Hash space/ time tradeoff

Wiggins has asked for the wisdom of the Perl Monks concerning the following question:

I am looking at a possible "time/space" trade-off problem. I am evaluating storing a set of data that is keyed by 3 attributes:

attr1 is a number in the range 200-35000
attr2 is a string, 6-9 characters
attr3 is a string of 10 characters

The hash key is "attr1.attr2.attr3", The hash content is a ref to an anon array.

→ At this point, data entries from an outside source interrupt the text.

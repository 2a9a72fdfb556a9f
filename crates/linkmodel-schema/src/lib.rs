//! Schema introspection for linkmodel.
//!
//! This crate asks the database about tables the models do not describe,
//! chiefly join tables:
//! - Column listing in declaration order
//! - Primary key detection

pub mod introspect;

pub use introspect::{ColumnInfo, Introspector};
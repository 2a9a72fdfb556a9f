//! Join-table associations for linkmodel.
//!
//! `linkmodel-association` is the **collection layer**. It binds an owner
//! record to many target records through a join table and keeps the rows of
//! that table in step with the collection.
//!
//! # Role In The Architecture
//!
//! - **Column roles**: each join-table column is classified once as owner key,
//!   target key, timestamp or passthrough; insert values follow from the role.
//! - **Scopes**: target queries join through the join table and turn read-only
//!   when extra join columns would leak into the targets.
//! - **Saving**: new targets are persisted through a [`RecordSaver`] before
//!   they are linked. Reads, unlinking and linking saved records need no
//!   saver at all.
//!
//! All database work goes through `linkmodel_core::Connection` with `Cx` and
//! `Outcome`, one round trip per await.
//!
//! # Example
//!
//! ```ignore
//! let reflection = JoinTableReflection::conventional::<Developer, Project>()
//!     .build::<Project>()?;
//! let mut projects = JoinTableAssociation::<_, Project, _>::new(&developer, &reflection, &conn)?;
//!
//! // INSERT INTO projects ...; INSERT INTO developers_projects ...
//! projects.push(&cx, Project::new("rails")).await?;
//!
//! // Records mixing join columns come back read-only.
//! let found = projects.find_by_sql(&cx, FindOptions::new().limit(10)).await?;
//! ```

pub mod column_role;
pub mod join_table;
pub mod loaded;
pub mod saver;

#[cfg(test)]
mod mock;

pub use column_role::{ColumnRole, JoinColumn};
pub use join_table::{FindOptions, JoinTableAssociation};
pub use loaded::Loaded;
pub use saver::{InsertRecordSaver, PlainRecordSaver, RecordSaver};
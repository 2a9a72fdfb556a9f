//! Field and column definitions.

/// Metadata about a model field/column.
#[derive(Debug, Clone, Copy, PartialEq, Eq)]
pub struct FieldInfo {
    /// Rust field name
    pub name: &'static str,
    /// Database column name (may differ from field name)
    pub column_name: &'static str,
    /// Whether this field is nullable
    pub nullable: bool,
    /// Whether this is a primary key
    pub primary_key: bool,
    /// Whether this field auto-increments
    pub auto_increment: bool,
    /// Foreign key reference (table.column)
    pub foreign_key: Option<&'static str>,
}

impl FieldInfo {
    /// Create a new field info whose column name matches the field name.
    pub const fn new(name: &'static str) -> Self {
        Self {
            name,
            column_name: name,
            nullable: false,
            primary_key: false,
            auto_increment: false,
            foreign_key: None,
        }
    }

    /// Set the database column name.
    pub const fn column(mut self, name: &'static str) -> Self {
        self.column_name = name;
        self
    }

    /// Mark the field as nullable.
    pub const fn nullable(mut self, value: bool) -> Self {
        self.nullable = value;
        self
    }

    /// Mark the field as a primary key.
    pub const fn primary_key(mut self, value: bool) -> Self {
        self.primary_key = value;
        self
    }

    /// Mark the field as auto-incrementing.
    pub const fn auto_increment(mut self, value: bool) -> Self {
        self.auto_increment = value;
        self
    }

    /// Set the foreign key reference (`table.column`).
    pub const fn foreign_key(mut self, reference: &'static str) -> Self {
        self.foreign_key = Some(reference);
        self
    }
}

#[cfg(test)]
mod tests {
    use super::*;

    #[test]
    fn test_builder_chain() {
        const ID: FieldInfo = FieldInfo::new("id").primary_key(true).auto_increment(true);
        assert!(ID.primary_key);
        assert!(ID.auto_increment);
        assert_eq!(ID.column_name, "id");

        let fk = FieldInfo::new("owner")
            .column("owner_id")
            .nullable(true)
            .foreign_key("developers.id");
        assert_eq!(fk.column_name, "owner_id");
        assert_eq!(fk.foreign_key, Some("developers.id"));
        assert!(fk.nullable);
    }
}
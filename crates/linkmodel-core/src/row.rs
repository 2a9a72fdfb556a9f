//! Database row representation.

use crate::Result;
use crate::error::{Error, TypeError};
use crate::value::Value;
use std::collections::HashMap;
use std::sync::Arc;

/// Column metadata shared across all rows in a result set.
#[derive(Debug, Clone)]
pub struct ColumnInfo {
    /// Column names in order
    names: Vec<String>,
    /// Name -> index mapping for O(1) lookup
    name_to_index: HashMap<String, usize>,
}

impl ColumnInfo {
    /// Create new column info from a list of column names.
    ///
    /// When a name repeats (a `SELECT a.*, b.*` over tables sharing a column
    /// name), lookups by name resolve to the last occurrence.
    pub fn new(names: Vec<String>) -> Self {
        let name_to_index = names
            .iter()
            .enumerate()
            .map(|(i, name)| (name.clone(), i))
            .collect();
        Self {
            names,
            name_to_index,
        }
    }

    /// Get the number of columns.
    pub fn len(&self) -> usize {
        self.names.len()
    }

    /// Check if there are no columns.
    pub fn is_empty(&self) -> bool {
        self.names.is_empty()
    }

    /// Get the index of a column by name.
    pub fn index_of(&self, name: &str) -> Option<usize> {
        self.name_to_index.get(name).copied()
    }

    /// Check if a column exists.
    pub fn contains(&self, name: &str) -> bool {
        self.name_to_index.contains_key(name)
    }

    /// Get all column names.
    pub fn names(&self) -> &[String] {
        &self.names
    }
}

/// A single row returned from a database query.
#[derive(Debug, Clone)]
pub struct Row {
    values: Vec<Value>,
    columns: Arc<ColumnInfo>,
}

impl Row {
    /// Create a new row with the given columns and values.
    pub fn new(column_names: Vec<String>, values: Vec<Value>) -> Self {
        let columns = Arc::new(ColumnInfo::new(column_names));
        Self { values, columns }
    }

    /// Create a new row with shared column metadata.
    pub fn with_columns(columns: Arc<ColumnInfo>, values: Vec<Value>) -> Self {
        Self { values, columns }
    }

    /// Get the number of columns in this row.
    pub fn len(&self) -> usize {
        self.values.len()
    }

    /// Check if this row is empty.
    pub fn is_empty(&self) -> bool {
        self.values.is_empty()
    }

    /// Get a value by column index.
    pub fn get(&self, index: usize) -> Option<&Value> {
        self.values.get(index)
    }

    /// Get a value by column name.
    pub fn get_by_name(&self, name: &str) -> Option<&Value> {
        self.columns.index_of(name).and_then(|i| self.values.get(i))
    }

    /// Check if a column exists by name.
    pub fn contains_column(&self, name: &str) -> bool {
        self.columns.contains(name)
    }

    /// Get a typed value by column name.
    #[allow(clippy::result_large_err)]
    pub fn get_named<T: FromValue>(&self, name: &str) -> Result<T> {
        let value = self.get_by_name(name).ok_or_else(|| {
            Error::Type(TypeError {
                expected: std::any::type_name::<T>(),
                actual: format!("column '{}' not found", name),
                column: Some(name.to_string()),
                rust_type: None,
            })
        })?;
        T::from_value(value).map_err(|e| match e {
            Error::Type(mut te) => {
                te.column = Some(name.to_string());
                Error::Type(te)
            }
            e => e,
        })
    }

    /// Get all column names.
    pub fn column_names(&self) -> impl Iterator<Item = &str> {
        self.columns.names().iter().map(String::as_str)
    }

    /// Iterate over (column_name, value) pairs.
    pub fn iter(&self) -> impl Iterator<Item = (&str, &Value)> {
        self.columns
            .names()
            .iter()
            .map(String::as_str)
            .zip(self.values.iter())
    }
}

/// Trait for converting from a `Value` to a typed value.
pub trait FromValue: Sized {
    /// Convert from a Value, returning an error if the conversion fails.
    #[allow(clippy::result_large_err)]
    fn from_value(value: &Value) -> Result<Self>;
}

fn mismatch(expected: &'static str, value: &Value) -> Error {
    Error::Type(TypeError {
        expected,
        actual: value.type_name().to_string(),
        column: None,
        rust_type: None,
    })
}

impl FromValue for bool {
    fn from_value(value: &Value) -> Result<Self> {
        value.as_bool().ok_or_else(|| mismatch("bool", value))
    }
}

impl FromValue for i32 {
    fn from_value(value: &Value) -> Result<Self> {
        let wide = value.as_i64().ok_or_else(|| mismatch("i32", value))?;
        i32::try_from(wide).map_err(|_| {
            Error::Type(TypeError {
                expected: "i32",
                actual: format!("value {} out of range", wide),
                column: None,
                rust_type: None,
            })
        })
    }
}

impl FromValue for i64 {
    fn from_value(value: &Value) -> Result<Self> {
        match value {
            // PRAGMA output and some drivers report integers as text.
            Value::Text(s) => s.trim().parse().map_err(|_| mismatch("i64", value)),
            other => other.as_i64().ok_or_else(|| mismatch("i64", other)),
        }
    }
}

impl FromValue for String {
    fn from_value(value: &Value) -> Result<Self> {
        match value {
            Value::Text(s) | Value::Decimal(s) => Ok(s.clone()),
            _ => Err(mismatch("String", value)),
        }
    }
}

impl<T: FromValue> FromValue for Option<T> {
    fn from_value(value: &Value) -> Result<Self> {
        if value.is_null() {
            Ok(None)
        } else {
            T::from_value(value).map(Some)
        }
    }
}

impl FromValue for Value {
    fn from_value(value: &Value) -> Result<Self> {
        Ok(value.clone())
    }
}
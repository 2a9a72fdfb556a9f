//! Core types and traits for linkmodel.
//!
//! This crate provides the foundational abstractions shared by the query,
//! schema and association crates:
//!
//! - `Model` trait for ORM-style struct mapping
//! - `Connection` trait and `Dialect` for talking to a database
//! - `Clock`/`Timezone` for timestamp columns
//! - `JoinTableReflection` and `SqlTemplate` for many-to-many configuration
//! - `Outcome` re-export from asupersync for cancel-correct operations
//! - `Cx` context for structured concurrency

// Re-export asupersync primitives for structured concurrency
pub use asupersync::{Cx, Outcome};

pub mod clock;
pub mod connection;
pub mod error;
pub mod field;
pub mod model;
pub mod reflection;
pub mod row;
pub mod template;
pub mod value;

pub use clock::{Clock, FixedClock, SystemClock, Timezone};
pub use connection::{Connection, Dialect};
pub use error::{
    ConfigError, ConnectionError, Error, FieldValidationError, QueryError, ReadOnlyError, Result,
    TypeError, ValidationError, ValidationErrorKind,
};
pub use field::FieldInfo;
pub use model::{AutoIncrement, Model};
pub use reflection::{JoinTableOptions, JoinTableReflection, JoinTableReflectionBuilder};
pub use row::{ColumnInfo, FromValue, Row};
pub use template::{Placeholder, SqlTemplate, TemplateBindings};
pub use value::Value;
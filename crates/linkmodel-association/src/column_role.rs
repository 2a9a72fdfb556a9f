//! How each join-table column gets its value on insert.
//!
//! Roles are resolved once, when the join table's columns are first loaded.
//! Producing a value is then a pure function of the role, the owner's id,
//! the record being linked and a clock.

use linkmodel_core::{Clock, Model, Value};

/// Where a join-table column takes its value from.
#[derive(Debug, Clone, Copy, PartialEq, Eq)]
pub enum ColumnRole {
    /// The owner's foreign key: takes the owner's id.
    OwnerForeignKey,
    /// The target's foreign key: takes the record's id.
    TargetForeignKey,
    /// A timestamp column of the target model: takes the current time.
    Timestamp,
    /// Any other column: copied from the record when it has that attribute.
    Passthrough,
}

impl ColumnRole {
    /// Resolve a column's role.
    ///
    /// The owner key wins over the target key, which wins over timestamps.
    pub fn resolve(
        column: &str,
        foreign_key: &str,
        association_foreign_key: &str,
        timestamp_columns: &[&str],
    ) -> Self {
        if column == foreign_key {
            ColumnRole::OwnerForeignKey
        } else if column == association_foreign_key {
            ColumnRole::TargetForeignKey
        } else if timestamp_columns.contains(&column) {
            ColumnRole::Timestamp
        } else {
            ColumnRole::Passthrough
        }
    }

    /// Value this column takes when `record` is linked to the owner.
    ///
    /// `None` means the column is left out of the INSERT. NULL values are
    /// folded into `None`. A timestamp column of a record that does not
    /// record timestamps is treated as a passthrough.
    pub fn value_for<T: Model>(
        self,
        column: &str,
        owner_id: &Value,
        record: &T,
        clock: &dyn Clock,
    ) -> Option<Value> {
        let value = match self {
            ColumnRole::OwnerForeignKey => Some(owner_id.clone()),
            ColumnRole::TargetForeignKey => Some(record.id()),
            ColumnRole::Timestamp if record.record_timestamps() => {
                Some(T::DEFAULT_TIMEZONE.now(clock))
            }
            ColumnRole::Timestamp | ColumnRole::Passthrough => {
                if record.has_attribute(column) {
                    record.attribute(column)
                } else {
                    None
                }
            }
        };
        value.filter(|v| !v.is_null())
    }
}

/// A join-table column with its resolved role.
#[derive(Debug, Clone, PartialEq, Eq)]
pub struct JoinColumn {
    /// Column name.
    pub name: String,
    /// Where its value comes from.
    pub role: ColumnRole,
}

impl JoinColumn {
    /// Resolve the role of `name` for target model `T`.
    pub fn resolve<T: Model>(
        name: impl Into<String>,
        foreign_key: &str,
        association_foreign_key: &str,
    ) -> Self {
        let name = name.into();
        let role = ColumnRole::resolve(
            &name,
            foreign_key,
            association_foreign_key,
            T::TIMESTAMP_COLUMNS,
        );
        Self { name, role }
    }
}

Could there be a significant performance improvement by maintaining a second hash of just 'attr1' to pre-determine if any keys start with attr1?

   my $arrayRef;
   if ( defined ?attr1Hash{$attr1}){
      my $key ="attr1.attr2.attr3";
      $arrayRef = $fullHash{$key};
   } 
   if ( defined $arrayRef){
      ...
   }
[download]

   my $arrayRef;
   my $key ="attr1.attr2.attr3";
   $arrayRef = $fullHash{$key};
   if ( defined $arrayRef){
      ...
   }
[download]

UPDATE:

I have a process that is watching (ala 'less') the system syslog file for pre-determined message keywords, which are reported across the net to a higher authority. Some of the tests done on a record may cause sub-shells to be spawned to determine system state.
But basicly pretty straight forward.

Enhancement creep:

Generate a special event report if any unique process(pid), in a specified time period, creates more than 3 of the syslog messages. I have gone from statless scan to a time limited historic context.

The module I am working on holds the 'state'

    $EventHash{$pid} = [ create_ts, last_upt, $ev_cnt];
[download]

It is always better to have seen your target for yourself, rather than depend upon someone else's description.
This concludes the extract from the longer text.